Его достали оттуда, зацепив крюком за колодку на лапах.
    – Ой, – манерно протянула Красомаха. – Его надо помыть, а то он плохо пахнет...
    Опять котёл кипятка.
    Бобрисэй упал.
    – Эй-эй! – прикрикнула на него Красомаха. – Без фокусов! А то...
    Сцепив оставшиеся зубы, он поднялся. Дыхание его прерывалось.
    – Ну, теперь пойдёмте, я покажу вам, как проводят здесь время наши гости... – она опять перешла на интонацию гнилой карамели.
    И они пошли вдоль стены внутри крепости. Перед ним открывали двери в камеры, где в разных страданиях умирали её жертвы. У Бобрисэя от ужаса шерсть на загривке становилась дыбом, а она, видя это, ликовала.
    – Ну как, неужели тебе ещё не страшно? – насмешливо говорила она, и тут впервые слышалось в её тоне какое-то беспокойство. – Подумай...
    Они прошли ещё несколько камер. Никто из заключённых там уже не кричал.
    – А вот здесь сидел твой несчастный Непогод, – показала она ему одну из камер, пол которой был усеян тончайшими иглами, а из потолка торчало одно кольцо. – Он здесь занимался гимнастикой... хе-хе... И довольно быстро тогда сообразил, что к чему... но теперь, видно, придётся вернуться ему к интенсивной терапии, а то совсем, бедняк, разболтался... на крюке возле башни... – и она засмеялась хриплым, переходящим в вой смехом.
    Наконец они вышли на открытый балкон большого размера, на котором беспорядочно были расставлены цилиндрические камни. Внизу под ними шумел поток Звёздной реки, чуть дальше он впадал в широкое русло Водопадной, текшей в дальнее море, той, что наверху именовалась Бобривер...
    Бобрисэй невольно поднял глаза туда, где...
    Красомаха ударила его по лицу лапой. Он успел закрыть глаза, а иначе остался бы без них. По щекам его побежали тёплые солоноватые струйки...

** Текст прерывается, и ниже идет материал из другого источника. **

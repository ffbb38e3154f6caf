//! Command implementations.

pub mod categories;
pub mod classify;
pub mod extract;
pub mod process;

pub use self::categories::execute_categories;
pub use self::classify::execute_classify;
pub use self::extract::execute_extract;
pub use self::process::execute_process;

use crate::error::Result;
use docflow_domain::TextSource;
use docflow_pipeline::Utf8TextSource;
use std::io::Read;
use std::path::Path;

/// Read a document from a path, or from stdin when the path is `-`.
pub fn read_input(input: &str) -> Result<Vec<u8>> {
    if input == "-" {
        let mut bytes = Vec::new();
        std::io::stdin().lock().read_to_end(&mut bytes)?;
        Ok(bytes)
    } else {
        Ok(std::fs::read(Path::new(input))?)
    }
}

/// Read a document and decode it to text.
pub fn load_text(input: &str, source: &Utf8TextSource) -> Result<String> {
    let bytes = read_input(input)?;
    Ok(source.extract_text(&bytes)?)
}
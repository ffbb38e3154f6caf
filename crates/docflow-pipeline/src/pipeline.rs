//! Document pipeline and its hot-swappable handle

use crate::WorkflowMapper;
use docflow_classifier::Classifier;
use docflow_domain::{Category, ClassificationResult, ExtractedFieldSet, TaskIntent, TextSource};
use docflow_extractor::ExtractorDispatcher;
use serde::Serialize;
use std::sync::{Arc, PoisonError, RwLock};
use tracing::{debug, info};

/// Size metrics of a processed document
#[derive(Debug, Clone, Copy, PartialEq, Eq, Serialize)]
pub struct DocumentStats {
    /// Length in characters
    pub text_length: usize,

    /// Whitespace-separated words
    pub word_count: usize,

    /// Lines, including blank ones
    pub line_count: usize,
}

impl DocumentStats {
    /// Measure a text
    pub fn from_text(text: &str) -> Self {
        Self {
            text_length: text.chars().count(),
            word_count: text.split_whitespace().count(),
            line_count: text.lines().count(),
        }
    }
}

/// Everything the core derives from one document
///
/// Persisting it is up to the caller.
#[derive(Debug, Clone, PartialEq, Serialize)]
pub struct ProcessedDocument {
    /// Winning category and per-category scores
    pub classification: ClassificationResult,

    /// Fields declared for the winning category
    pub fields: ExtractedFieldSet,

    /// Downstream work implied by the category
    pub task: TaskIntent,

    /// Size metrics
    pub stats: DocumentStats,
}

/// A registered category as seen by callers listing the configuration
#[derive(Debug, Clone, PartialEq, Eq, Serialize)]
pub struct CategoryInfo {
    /// Category identifier
    pub category: Category,

    /// Declared field names in output order
    pub fields: Vec<&'static str>,

    /// Task type, if the category maps to one
    pub task_type: Option<String>,
}

/// Classifier, dispatcher and mapper wired together
///
/// Immutable once built. Changing tables means building a new pipeline and
/// swapping it in through a [`PipelineHandle`].
#[derive(Debug, Default)]
pub struct DocumentPipeline {
    classifier: Classifier,
    dispatcher: ExtractorDispatcher,
    mapper: WorkflowMapper,
}

impl DocumentPipeline {
    /// Assemble a pipeline from its parts
    pub fn new(
        classifier: Classifier,
        dispatcher: ExtractorDispatcher,
        mapper: WorkflowMapper,
    ) -> Self {
        Self {
            classifier,
            dispatcher,
            mapper,
        }
    }

    /// Pipeline with the built-in categories, extractors and task types
    pub fn builtin() -> Self {
        Self::new(
            Classifier::builtin(),
            ExtractorDispatcher::builtin(),
            WorkflowMapper::builtin(),
        )
    }

    /// The classifier
    pub fn classifier(&self) -> &Classifier {
        &self.classifier
    }

    /// The extractor dispatcher
    pub fn dispatcher(&self) -> &ExtractorDispatcher {
        &self.dispatcher
    }

    /// The workflow mapper
    pub fn mapper(&self) -> &WorkflowMapper {
        &self.mapper
    }

    /// Classify raw text
    pub fn classify(&self, text: &str) -> ClassificationResult {
        self.classifier.classify(text)
    }

    /// Extract the fields declared for `category`
    pub fn extract(&self, category: &Category, text: &str) -> ExtractedFieldSet {
        self.dispatcher.extract(category, text)
    }

    /// Task intent for `category`
    pub fn map_to_task(&self, category: &Category) -> TaskIntent {
        self.mapper.map_to_task(category)
    }

    /// Classify, extract and map one document
    pub fn process(&self, text: &str) -> ProcessedDocument {
        let classification = self.classify(text);
        let category = classification.category();
        let fields = self.extract(category, text);
        let task = self.map_to_task(category);
        let stats = DocumentStats::from_text(text);

        debug!(
            "Processed document: category='{}', fields={}/{}, task={:?}",
            category,
            fields.found_count(),
            fields.len(),
            task.task_type
        );

        ProcessedDocument {
            classification,
            fields,
            task,
            stats,
        }
    }

    /// Decode bytes through `source`, then process the text
    ///
    /// # Errors
    ///
    /// Returns the source's error unchanged; nothing is classified in that case.
    pub fn process_bytes<S: TextSource>(
        &self,
        source: &S,
        bytes: &[u8],
    ) -> Result<ProcessedDocument, S::Error> {
        let text = source.extract_text(bytes)?;
        Ok(self.process(&text))
    }

    /// Every classifiable category, in registration order, then `unknown`
    pub fn categories(&self) -> Vec<CategoryInfo> {
        self.classifier
            .categories()
            .chain(std::iter::once(&Category::Unknown))
            .map(|category| CategoryInfo {
                category: category.clone(),
                fields: self
                    .dispatcher
                    .registry()
                    .schema(category)
                    .iter()
                    .map(|f| f.name)
                    .collect(),
                task_type: self.mapper.task_type(category).map(str::to_string),
            })
            .collect()
    }
}

/// Shared access to the current pipeline
///
/// Readers take an `Arc` snapshot and keep using it even if a new pipeline
/// is swapped in meanwhile. A swap replaces the whole pipeline at once.
#[derive(Debug)]
pub struct PipelineHandle {
    current: RwLock<Arc<DocumentPipeline>>,
}

impl PipelineHandle {
    /// Create a handle serving `pipeline`
    pub fn new(pipeline: DocumentPipeline) -> Self {
        Self {
            current: RwLock::new(Arc::new(pipeline)),
        }
    }

    /// The pipeline currently being served
    pub fn snapshot(&self) -> Arc<DocumentPipeline> {
        let guard = self.current.read().unwrap_or_else(PoisonError::into_inner);
        Arc::clone(&guard)
    }

    /// Replace the pipeline, returning the previous one
    pub fn swap(&self, pipeline: DocumentPipeline) -> Arc<DocumentPipeline> {
        let next = Arc::new(pipeline);
        let categories = next.classifier.categories().count();

        let mut guard = self.current.write().unwrap_or_else(PoisonError::into_inner);
        let previous = std::mem::replace(&mut *guard, next);
        drop(guard);

        info!("Swapped document pipeline ({} categories)", categories);
        previous
    }

    /// Process a document with the current pipeline
    pub fn process(&self, text: &str) -> ProcessedDocument {
        self.snapshot().process(text)
    }
}

impl Default for PipelineHandle {
    fn default() -> Self {
        Self::new(DocumentPipeline::builtin())
    }
}
//! UTF-8 text source

use docflow_domain::TextSource;
use thiserror::Error;

/// Default upload limit: 10 MiB
pub const DEFAULT_MAX_INPUT_BYTES: usize = 10 * 1024 * 1024;

/// Errors turning document bytes into text
#[derive(Error, Debug, Clone, PartialEq, Eq)]
pub enum ExtractionError {
    /// Input exceeds the configured size limit
    #[error("Input too large: {size} bytes (max: {max})")]
    TooLarge {
        /// Input size in bytes
        size: usize,
        /// Configured limit
        max: usize,
    },

    /// Input is not UTF-8
    #[error("Input is not valid UTF-8: {0}")]
    InvalidEncoding(#[from] std::str::Utf8Error),

    /// Input decoded to blank text
    #[error("No text could be extracted from the input")]
    Empty,
}

/// Reads plain UTF-8 documents
///
/// A leading byte-order mark and surrounding whitespace are dropped.
#[derive(Debug, Clone, Copy, PartialEq, Eq)]
pub struct Utf8TextSource {
    max_input_bytes: usize,
}

impl Utf8TextSource {
    /// Create a source accepting at most `max_input_bytes`
    pub fn new(max_input_bytes: usize) -> Self {
        Self { max_input_bytes }
    }

    /// Configured size limit
    pub fn max_input_bytes(&self) -> usize {
        self.max_input_bytes
    }
}

impl Default for Utf8TextSource {
    fn default() -> Self {
        Self::new(DEFAULT_MAX_INPUT_BYTES)
    }
}

impl TextSource for Utf8TextSource {
    type Error = ExtractionError;

    fn extract_text(&self, bytes: &[u8]) -> Result<String, ExtractionError> {
        if bytes.len() > self.max_input_bytes {
            return Err(ExtractionError::TooLarge {
                size: bytes.len(),
                max: self.max_input_bytes,
            });
        }

        let text = std::str::from_utf8(bytes)?;
        let text = text.trim_start_matches('\u{feff}').trim();
        if text.is_empty() {
            return Err(ExtractionError::Empty);
        }

        Ok(text.to_string())
    }
}
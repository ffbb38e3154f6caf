//! Weighted keyword classification

use crate::{builtin_tables, ClassifierError, KeywordTable};
use docflow_domain::{Category, CategoryScore, ClassificationResult};
use tracing::debug;

/// The Classifier scores text against every registered keyword table
///
/// Tables are fixed once the classifier is built. Classification only reads
/// them, so one instance can serve any number of threads.
#[derive(Debug, Clone)]
pub struct Classifier {
    tables: Vec<KeywordTable>,
}

impl Classifier {
    /// Create a classifier from tables in registration order
    ///
    /// # Errors
    ///
    /// Returns an error if any table is invalid or a category repeats.
    pub fn new(tables: Vec<KeywordTable>) -> Result<Self, ClassifierError> {
        let mut classifier = Self {
            tables: Vec::with_capacity(tables.len()),
        };
        for table in tables {
            classifier.register(table)?;
        }
        Ok(classifier)
    }

    /// Create a classifier with the invoice, resume and legal tables
    pub fn builtin() -> Self {
        Self {
            tables: builtin_tables(),
        }
    }

    /// Register one more category after those already present
    pub fn with_table(mut self, table: KeywordTable) -> Result<Self, ClassifierError> {
        self.register(table)?;
        Ok(self)
    }

    fn register(&mut self, table: KeywordTable) -> Result<(), ClassifierError> {
        table.validate()?;
        if self.tables.iter().any(|t| t.category() == table.category()) {
            return Err(ClassifierError::DuplicateCategory(
                table.category().as_str().to_string(),
            ));
        }
        self.tables.push(table);
        Ok(())
    }

    /// Registered categories in registration order
    pub fn categories(&self) -> impl Iterator<Item = &Category> {
        self.tables.iter().map(|t| t.category())
    }

    /// Registered tables in registration order
    pub fn tables(&self) -> &[KeywordTable] {
        &self.tables
    }

    /// Classify raw text
    ///
    /// Never fails: empty or garbage input scores zero everywhere and
    /// yields `unknown`.
    pub fn classify(&self, text: &str) -> ClassificationResult {
        let lowered = text.to_lowercase();

        let scores: Vec<CategoryScore> = self
            .tables
            .iter()
            .map(|table| CategoryScore::new(table.category().clone(), table.score(&lowered)))
            .collect();

        let result = ClassificationResult::from_scores(scores);

        debug!(
            "Classified {} chars as '{}' (max score {})",
            text.chars().count(),
            result.category(),
            result.max_score()
        );

        result
    }
}

impl Default for Classifier {
    fn default() -> Self {
        Self::builtin()
    }
}


#[cfg(test)]
mod log_tests {
    use super::*;
    use std::io;
    use std::sync::{Arc, Mutex};

    #[derive(Clone, Default)]
    struct CapturedLogs(Arc<Mutex<Vec<u8>>>);

    impl io::Write for CapturedLogs {
        fn write(&mut self, buf: &[u8]) -> io::Result<usize> {
            self.0.lock().unwrap().extend_from_slice(buf);
            Ok(buf.len())
        }

        fn flush(&mut self) -> io::Result<()> {
            Ok(())
        }
    }

    #[test]
    fn test_log_reports_character_count() {
        let logs = CapturedLogs::default();
        let writer = logs.clone();
        let subscriber = tracing_subscriber::fmt()
            .with_max_level(tracing::Level::DEBUG)
            .with_ansi(false)
            .with_writer(move || writer.clone())
            .finish();

        // 9 characters, 14 bytes
        tracing::subscriber::with_default(subscriber, || {
            Classifier::builtin().classify("Façade €€");
        });

        let output = String::from_utf8(logs.0.lock().unwrap().clone()).unwrap();
        assert!(output.contains("Classified 9 chars"), "{output}");
    }
}
//! Legal document field extraction

use crate::patterns::{find_date, iso_date_near};
use docflow_domain::{Category, FieldExtractor, FieldSchema, FieldValue};
use regex::Regex;
use std::sync::LazyLock;

static SECTION_REFERENCE: LazyLock<Regex> =
    LazyLock::new(|| Regex::new(r"(?i)(?:\bsection|\bsec\.|§)[ \t]*\d+").unwrap());

static CASE_NUMBER: LazyLock<Regex> = LazyLock::new(|| {
    Regex::new(
        r"(?i)\b(?:case|docket)[ \t]+(?:number|num|no)\b\.?[ \t]*[:#]?[ \t]*([A-Za-z0-9][A-Za-z0-9\-/:.]*[A-Za-z0-9])",
    )
    .unwrap()
});

static EFFECTIVE_LABEL: LazyLock<Regex> =
    LazyLock::new(|| Regex::new(r"(?i)\b(?:effective|dated)\b").unwrap());

const FIELDS: &[FieldSchema] = &[
    FieldSchema::new("has_sections", has_sections),
    FieldSchema::new("has_dates", has_dates),
    FieldSchema::new("section_count", section_count),
    FieldSchema::new("case_number", case_number),
    FieldSchema::new("effective_date", effective_date),
];

/// Extracts structural markers and identifiers from legal text
#[derive(Debug, Clone, Copy, Default)]
pub struct LegalExtractor;

impl FieldExtractor for LegalExtractor {
    fn category(&self) -> Category {
        Category::Legal
    }

    fn schema(&self) -> &[FieldSchema] {
        FIELDS
    }
}

/// Whether the text mentions sections or subsections
pub fn has_sections(text: &str) -> Option<FieldValue> {
    Some(FieldValue::Bool(text.to_lowercase().contains("section")))
}

/// Whether any recognised date appears
pub fn has_dates(text: &str) -> Option<FieldValue> {
    Some(FieldValue::Bool(find_date(text).is_some()))
}

/// Number of numbered section references (`Section 4`, `Sec. 12`, `§ 3`)
pub fn section_count(text: &str) -> Option<FieldValue> {
    let count = SECTION_REFERENCE.find_iter(text).count();
    Some(FieldValue::Integer(i64::try_from(count).unwrap_or(i64::MAX)))
}

/// Token after `case no` / `case number` / `docket no`
pub fn case_number(text: &str) -> Option<FieldValue> {
    CASE_NUMBER
        .captures(text)
        .and_then(|caps| caps.get(1))
        .map(|m| FieldValue::from(m.as_str()))
}

/// First date near `effective` or `dated`, as ISO-8601
pub fn effective_date(text: &str) -> Option<FieldValue> {
    iso_date_near(text, &EFFECTIVE_LABEL).map(FieldValue::from)
}

#[cfg(test)]
mod tests {
    use super::*;

    const AGREEMENT: &str = "SERVICE AGREEMENT\n\
        Case No. 2:24-cv-01234\n\
        This agreement is effective as of 01/03/2024 between the parties.\n\
        Section 1. Definitions\n\
        Section 2. Term; see subsection 2(b)\n\
        Sec. 3 Governing law";

    #[test]
    fn test_agreement_fields() {
        assert_eq!(has_sections(AGREEMENT), Some(FieldValue::Bool(true)));
        assert_eq!(has_dates(AGREEMENT), Some(FieldValue::Bool(true)));
        assert_eq!(section_count(AGREEMENT), Some(FieldValue::Integer(3)));
        assert_eq!(
            case_number(AGREEMENT),
            Some(FieldValue::from("2:24-cv-01234"))
        );
        assert_eq!(effective_date(AGREEMENT), Some(FieldValue::from("2024-03-01")));
    }

    #[test]
    fn test_flags_are_always_present() {
        assert_eq!(has_sections(""), Some(FieldValue::Bool(false)));
        assert_eq!(has_dates("no dates here 12345"), Some(FieldValue::Bool(false)));
        assert_eq!(section_count(""), Some(FieldValue::Integer(0)));
    }

    #[test]
    fn test_docket_number() {
        assert_eq!(
            case_number("DOCKET NUMBER: A-1142"),
            Some(FieldValue::from("A-1142"))
        );
        assert_eq!(case_number("In this case, no damages"), None);
    }

    #[test]
    fn test_dated_label() {
        let text = "Dated this 5th day, 5 June 2023";
        assert_eq!(effective_date(text), Some(FieldValue::from("2023-06-05")));
    }
}
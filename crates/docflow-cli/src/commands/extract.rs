//! Extract command implementation.

use super::load_text;
use crate::cli::ExtractArgs;
use crate::error::{CliError, Result};
use crate::output::Formatter;
use docflow_domain::Category;
use docflow_pipeline::{DocumentPipeline, Utf8TextSource};

/// Execute the extract command.
pub fn execute_extract(
    args: ExtractArgs,
    pipeline: &DocumentPipeline,
    source: &Utf8TextSource,
    formatter: &Formatter,
) -> Result<()> {
    let text = load_text(&args.input, source)?;

    let category = match args.category.as_deref() {
        Some(name) => resolve_category(name, pipeline)?,
        None => pipeline.classify(&text).into_category(),
    };

    let fields = pipeline.extract(&category, &text);
    println!("{}", formatter.format_fields(&category, &fields)?);
    Ok(())
}

/// Parse a user-supplied category name, rejecting names the pipeline does not know.
pub fn resolve_category(name: &str, pipeline: &DocumentPipeline) -> Result<Category> {
    let category = Category::parse(name);
    let known = category.is_unknown() || pipeline.classifier().categories().any(|c| *c == category);
    if !known {
        return Err(CliError::InvalidInput(format!(
            "Unknown category '{}' (see 'docflow categories')",
            name.trim()
        )));
    }
    Ok(category)
}

#[cfg(test)]
mod tests {
    use super::*;

    #[test]
    fn test_resolve_builtin_names() {
        let pipeline = DocumentPipeline::builtin();
        assert_eq!(resolve_category("Invoice", &pipeline).unwrap(), Category::Invoice);
        assert_eq!(resolve_category(" resume ", &pipeline).unwrap(), Category::Resume);
        assert!(resolve_category("unknown", &pipeline).unwrap().is_unknown());
    }

    #[test]
    fn test_resolve_rejects_unregistered() {
        let pipeline = DocumentPipeline::builtin();
        let result = resolve_category("receipt", &pipeline);
        assert!(matches!(result, Err(CliError::InvalidInput(_))));
    }
}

    – А вот здесь будешь ты... – галантно показала она ему балкон. – Выбирай, какой камень тебе нравится больше... Впрочем, ивы это сделают и без тебя.
    Сама она и никто из кловов на балкон не вступали. А он сейчас стоял на его краю. Балкон окружали ивы, плети которых свешивались внутрь него. И теперь они, почувствовав вблизи тепло жертвы, трепетали, протягивая к нему свои листья и побеги, на которых открывалось и закрывалось множество мелких устьиц, словно стая мальков рыб дышала, захватывая ртом водяной воздух.
    Глаза у Бобрисэя от ужаса стали синими.
    – Ну... Что ты решил? – спросила Красомаха, стоя за его плечом.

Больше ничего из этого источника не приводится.